Even before the COVID-19 pandemic, employee turnover in the healthcare industry was high. According to the U.S. Bureau of Labor Statistics, in 2016, turnover was nearly 32%. By 2020, that figure had risen to just over 45%.
Some of the issues related to the high turnover rate among healthcare workers include: an aging workforce, especially among nurses and physicians; the so-called leaky pipeline, in which workers enter the field, but quit for personal or professional reasons; and a lack of educational opportunities, such as the shortage of nurse educators that prevents many prospective nurses from getting the training they need to enter the field.
Other issues affect turnover rates as well: burnout, salary, career development, work-life balance — the list goes on. However, there are methods that healthcare leaders can use to help maintain employee satisfaction. The following are five strategies for improving employee retention in healthcare.
1. Improve recruiting and onboarding
Attracting candidates requires a combination of a good salary, good benefits, and a good work environment. But with turnover so high, recruiting has to look beyond filling open positions. Employers must give people reasons to stay. Recruiting with job satisfaction in mind can be difficult, but it will pay off in higher retention rates. A good salary is only one factor in why people take and remain at a job. Good benefits, training, continuing education, and professional development also influence whether or not they stay.
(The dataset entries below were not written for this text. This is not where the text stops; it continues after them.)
//! Prometheus metrics for engine operations.
//!
//! Entirely optional: embedders that want observability call [`init`] once
//! at startup and scrape [`gather_metrics`] from their own exporter; the
//! engine records into the counters only when they are registered.

use prometheus::{Encoder, IntCounterVec, Opts, Registry, TextEncoder};
use std::sync::OnceLock;

/// Global Prometheus registry for all metrics.
pub static REGISTRY: OnceLock<Registry> = OnceLock::new();

/// The registry backing all engine metrics.
pub fn registry() -> &'static Registry {
    REGISTRY.get_or_init(Registry::new)
}

/// Engine operations processed, labeled by operation name.
pub static OPERATIONS: OnceLock<IntCounterVec> = OnceLock::new();

/// Engine operation failures, labeled by operation name and error code.
pub static OPERATION_ERRORS: OnceLock<IntCounterVec> = OnceLock::new();

/// Initialize the Prometheus metrics registry.
///
/// Call once at startup before any operations run.
pub fn init() {
    let r = registry();

    macro_rules! register {
        ($metric:ident, $init:expr) => {
            let m = $init.expect(concat!(stringify!($metric), " creation failed"));
            if let Err(e) = r.register(Box::new(m.clone())) {
                tracing::warn!(error = %e, concat!("Failed to register metric ", stringify!($metric)));
            }
            let _ = $metric.set(m);
        };
    }

    register!(
        OPERATIONS,
        IntCounterVec::new(
            Opts::new("roster_operations_total", "Engine operations processed"),
            &["operation"]
        )
    );
    register!(
        OPERATION_ERRORS,
        IntCounterVec::new(
            Opts::new("roster_operation_errors_total", "Engine operation failures"),
            &["operation", "error"]
        )
    );
}

/// Gather all metrics and encode them in Prometheus text format.
pub fn gather_metrics() -> String {
    let encoder = TextEncoder::new();
    let metric_families = registry().gather();
    let mut buffer = vec![];
    if let Err(e) = encoder.encode(&metric_families, &mut buffer) {
        tracing::error!(error = %e, "Failed to encode Prometheus metrics");
        return String::new();
    }
    match String::from_utf8(buffer) {
        Ok(s) => s,
        Err(e) => {
            tracing::error!(error = %e, "Prometheus metrics were not valid UTF-8");
            String::new()
        }
    }
}

/// Record an operation execution.
#[inline]
pub fn record_operation(operation: &str) {
    if let Some(c) = OPERATIONS.get() {
        c.with_label_values(&[operation]).inc();
    }
}

/// Record an operation failure.
#[inline]
pub fn record_operation_error(operation: &str, error: &str) {
    if let Some(c) = OPERATION_ERRORS.get() {
        c.with_label_values(&[operation, error]).inc();
    }
}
- Sign-on bonuses: Sign-on bonuses for nurses have reached record heights and will get people in the door. However, unless employees have good reasons to stay, they’ll be apt to take another company’s bonus.
- Tangible benefits: It’s no good to offer excellent vacation time if employees can’t take advantage of it. Likewise, when possible, allowing employees to choose their shifts or offering autonomy in other areas can lead to greater job satisfaction.
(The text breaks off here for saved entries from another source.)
//! Configuration loading and storage backend selection.

use serde::Deserialize;
use std::path::Path;
use thiserror::Error;

/// Configuration errors.
#[derive(Debug, Error)]
pub enum ConfigError {
    /// The config file could not be read.
    #[error("failed to read config file: {0}")]
    Io(#[from] std::io::Error),
    /// The config file is not valid TOML.
    #[error("failed to parse config: {0}")]
    Parse(#[from] toml::de::Error),
}

/// Engine configuration.
#[derive(Debug, Clone, Default, Deserialize)]
pub struct Config {
    /// Storage backend configuration.
    #[serde(default)]
    pub storage: StorageConfig,
}

impl Config {
    /// Load configuration from a TOML file.
    pub fn load<P: AsRef<Path>>(path: P) -> Result<Self, ConfigError> {
        let content = std::fs::read_to_string(path)?;
        let config: Config = toml::from_str(&content)?;
        Ok(config)
    }
}

/// Storage backend configuration.
#[derive(Debug, Clone, Deserialize)]
pub struct StorageConfig {
    /// Backend type: "sqlite" or "memory".
    #[serde(default)]
    pub backend: StorageBackend,
    /// Path to the SQLite database file. Ignored by the memory backend.
    /// `":memory:"` selects a private in-memory SQLite database.
    #[serde(default = "default_storage_path")]
    pub path: String,
}

impl Default for StorageConfig {
    fn default() -> Self {
        Self {
            backend: StorageBackend::default(),
            path: default_storage_path(),
        }
    }
}

/// Available storage backends.
#[derive(Debug, Clone, Copy, Default, PartialEq, Eq, Deserialize)]
#[serde(rename_all = "lowercase")]
pub enum StorageBackend {
    /// Durable SQLite store.
    #[default]
    Sqlite,
    /// Process-local concurrent-map store; data is lost on shutdown.
    Memory,
}

fn default_storage_path() -> String {
    "roster.db".to_string()
}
- Well-organized onboarding: Training employees on administrative tasks and technology (phones, payroll and timesheet software, electronic health records, and other applications) can give them the confidence to step comfortably into their new role. Peer introductions, a tour, a team lunch, or another staff activity can make a new hire feel welcome.
2. Adopt scheduling best practices
Adequate staffing and proper scheduling are critical to improving employee retention in healthcare. They directly affect quality of care, according to long-term nursing studies on nurse-to-patient ratios in the intensive care unit. High patient loads can cause burnout among nurses and lead to employee turnover. The COVID-19 pandemic, plus a shortage of nurses and doctors in some areas of the U.S., has caused staffing levels to fluctuate in many healthcare facilities.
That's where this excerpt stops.